> _EXERCISE DESCRIPTION_: Of the lines below, copy those that hold the word "occupied".

Collected data entries:
--- START ---

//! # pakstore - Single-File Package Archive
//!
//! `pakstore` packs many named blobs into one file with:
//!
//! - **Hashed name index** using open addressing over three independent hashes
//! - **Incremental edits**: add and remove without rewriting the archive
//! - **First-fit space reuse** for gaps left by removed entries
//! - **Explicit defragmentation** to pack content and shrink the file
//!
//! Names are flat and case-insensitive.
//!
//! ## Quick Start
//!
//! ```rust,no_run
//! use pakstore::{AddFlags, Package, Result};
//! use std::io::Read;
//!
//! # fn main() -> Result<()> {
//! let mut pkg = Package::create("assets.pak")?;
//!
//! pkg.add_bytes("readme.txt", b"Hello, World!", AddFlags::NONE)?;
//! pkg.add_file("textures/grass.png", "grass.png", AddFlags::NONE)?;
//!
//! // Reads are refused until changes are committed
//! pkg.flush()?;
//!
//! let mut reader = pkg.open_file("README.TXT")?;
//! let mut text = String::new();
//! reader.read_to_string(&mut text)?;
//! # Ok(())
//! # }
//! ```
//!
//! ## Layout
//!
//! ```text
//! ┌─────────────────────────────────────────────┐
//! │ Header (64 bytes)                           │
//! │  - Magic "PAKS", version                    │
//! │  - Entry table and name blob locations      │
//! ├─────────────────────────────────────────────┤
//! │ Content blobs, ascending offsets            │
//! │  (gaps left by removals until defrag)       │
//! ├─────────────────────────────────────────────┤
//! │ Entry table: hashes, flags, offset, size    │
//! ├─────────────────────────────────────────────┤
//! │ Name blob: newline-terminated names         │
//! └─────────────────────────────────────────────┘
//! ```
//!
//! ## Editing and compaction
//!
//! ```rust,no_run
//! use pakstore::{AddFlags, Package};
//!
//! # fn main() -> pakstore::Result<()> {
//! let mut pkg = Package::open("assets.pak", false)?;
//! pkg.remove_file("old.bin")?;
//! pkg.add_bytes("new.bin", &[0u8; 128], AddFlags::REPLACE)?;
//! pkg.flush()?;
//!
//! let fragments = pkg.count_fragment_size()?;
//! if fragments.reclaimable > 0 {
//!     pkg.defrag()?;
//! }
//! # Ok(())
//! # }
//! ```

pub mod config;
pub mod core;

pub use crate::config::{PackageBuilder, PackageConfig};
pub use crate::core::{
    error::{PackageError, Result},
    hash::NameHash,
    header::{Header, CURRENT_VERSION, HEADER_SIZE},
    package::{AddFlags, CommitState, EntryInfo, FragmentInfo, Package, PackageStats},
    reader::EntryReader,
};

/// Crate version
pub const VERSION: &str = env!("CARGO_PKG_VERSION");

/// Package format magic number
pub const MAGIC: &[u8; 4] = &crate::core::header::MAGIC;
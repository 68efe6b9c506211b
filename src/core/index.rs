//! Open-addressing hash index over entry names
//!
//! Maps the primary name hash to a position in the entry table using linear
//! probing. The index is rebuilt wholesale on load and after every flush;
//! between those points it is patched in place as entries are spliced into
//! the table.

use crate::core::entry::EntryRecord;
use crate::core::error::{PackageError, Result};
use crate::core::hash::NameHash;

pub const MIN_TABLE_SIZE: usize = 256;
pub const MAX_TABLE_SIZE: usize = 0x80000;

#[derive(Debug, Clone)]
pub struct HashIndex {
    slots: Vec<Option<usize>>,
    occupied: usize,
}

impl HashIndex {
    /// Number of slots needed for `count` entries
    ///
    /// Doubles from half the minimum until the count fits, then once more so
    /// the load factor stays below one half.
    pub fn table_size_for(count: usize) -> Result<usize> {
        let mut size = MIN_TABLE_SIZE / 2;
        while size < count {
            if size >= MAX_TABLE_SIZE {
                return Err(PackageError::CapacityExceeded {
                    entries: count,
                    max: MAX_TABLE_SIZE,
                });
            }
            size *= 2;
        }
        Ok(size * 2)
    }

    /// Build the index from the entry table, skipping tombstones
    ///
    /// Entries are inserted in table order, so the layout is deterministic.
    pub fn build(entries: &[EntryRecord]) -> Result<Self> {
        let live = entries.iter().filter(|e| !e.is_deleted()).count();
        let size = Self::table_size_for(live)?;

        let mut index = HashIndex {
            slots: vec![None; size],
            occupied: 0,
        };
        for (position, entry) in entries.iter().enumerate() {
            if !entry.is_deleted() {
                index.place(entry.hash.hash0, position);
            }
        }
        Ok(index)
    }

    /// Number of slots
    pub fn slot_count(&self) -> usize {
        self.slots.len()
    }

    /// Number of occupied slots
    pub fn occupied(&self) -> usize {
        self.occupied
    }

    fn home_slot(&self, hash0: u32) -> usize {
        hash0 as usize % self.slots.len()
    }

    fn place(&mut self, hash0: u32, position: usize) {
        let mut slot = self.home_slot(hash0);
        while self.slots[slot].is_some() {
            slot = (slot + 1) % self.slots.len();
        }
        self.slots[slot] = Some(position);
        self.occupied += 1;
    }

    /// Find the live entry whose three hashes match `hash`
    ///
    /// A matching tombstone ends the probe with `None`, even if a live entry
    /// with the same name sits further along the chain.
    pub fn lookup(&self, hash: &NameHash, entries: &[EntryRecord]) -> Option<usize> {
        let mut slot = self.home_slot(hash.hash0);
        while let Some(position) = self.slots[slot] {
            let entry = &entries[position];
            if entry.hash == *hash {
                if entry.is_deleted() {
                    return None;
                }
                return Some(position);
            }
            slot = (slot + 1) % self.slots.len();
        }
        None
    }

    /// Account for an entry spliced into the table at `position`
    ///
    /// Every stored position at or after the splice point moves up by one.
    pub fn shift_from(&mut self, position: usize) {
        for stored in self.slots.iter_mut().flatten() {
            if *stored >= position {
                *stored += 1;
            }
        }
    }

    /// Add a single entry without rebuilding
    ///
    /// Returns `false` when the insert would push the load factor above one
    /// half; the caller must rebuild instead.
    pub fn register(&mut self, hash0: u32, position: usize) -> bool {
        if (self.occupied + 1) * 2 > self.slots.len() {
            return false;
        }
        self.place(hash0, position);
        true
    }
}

--- END ---

> _RESULT OF THE TASK_:
    occupied: usize,
            occupied: 0,
    /// Number of occupied slots
    pub fn occupied(&self) -> usize {
        self.occupied
        self.occupied += 1;
        if (self.occupied + 1) * 2 > self.slots.len() {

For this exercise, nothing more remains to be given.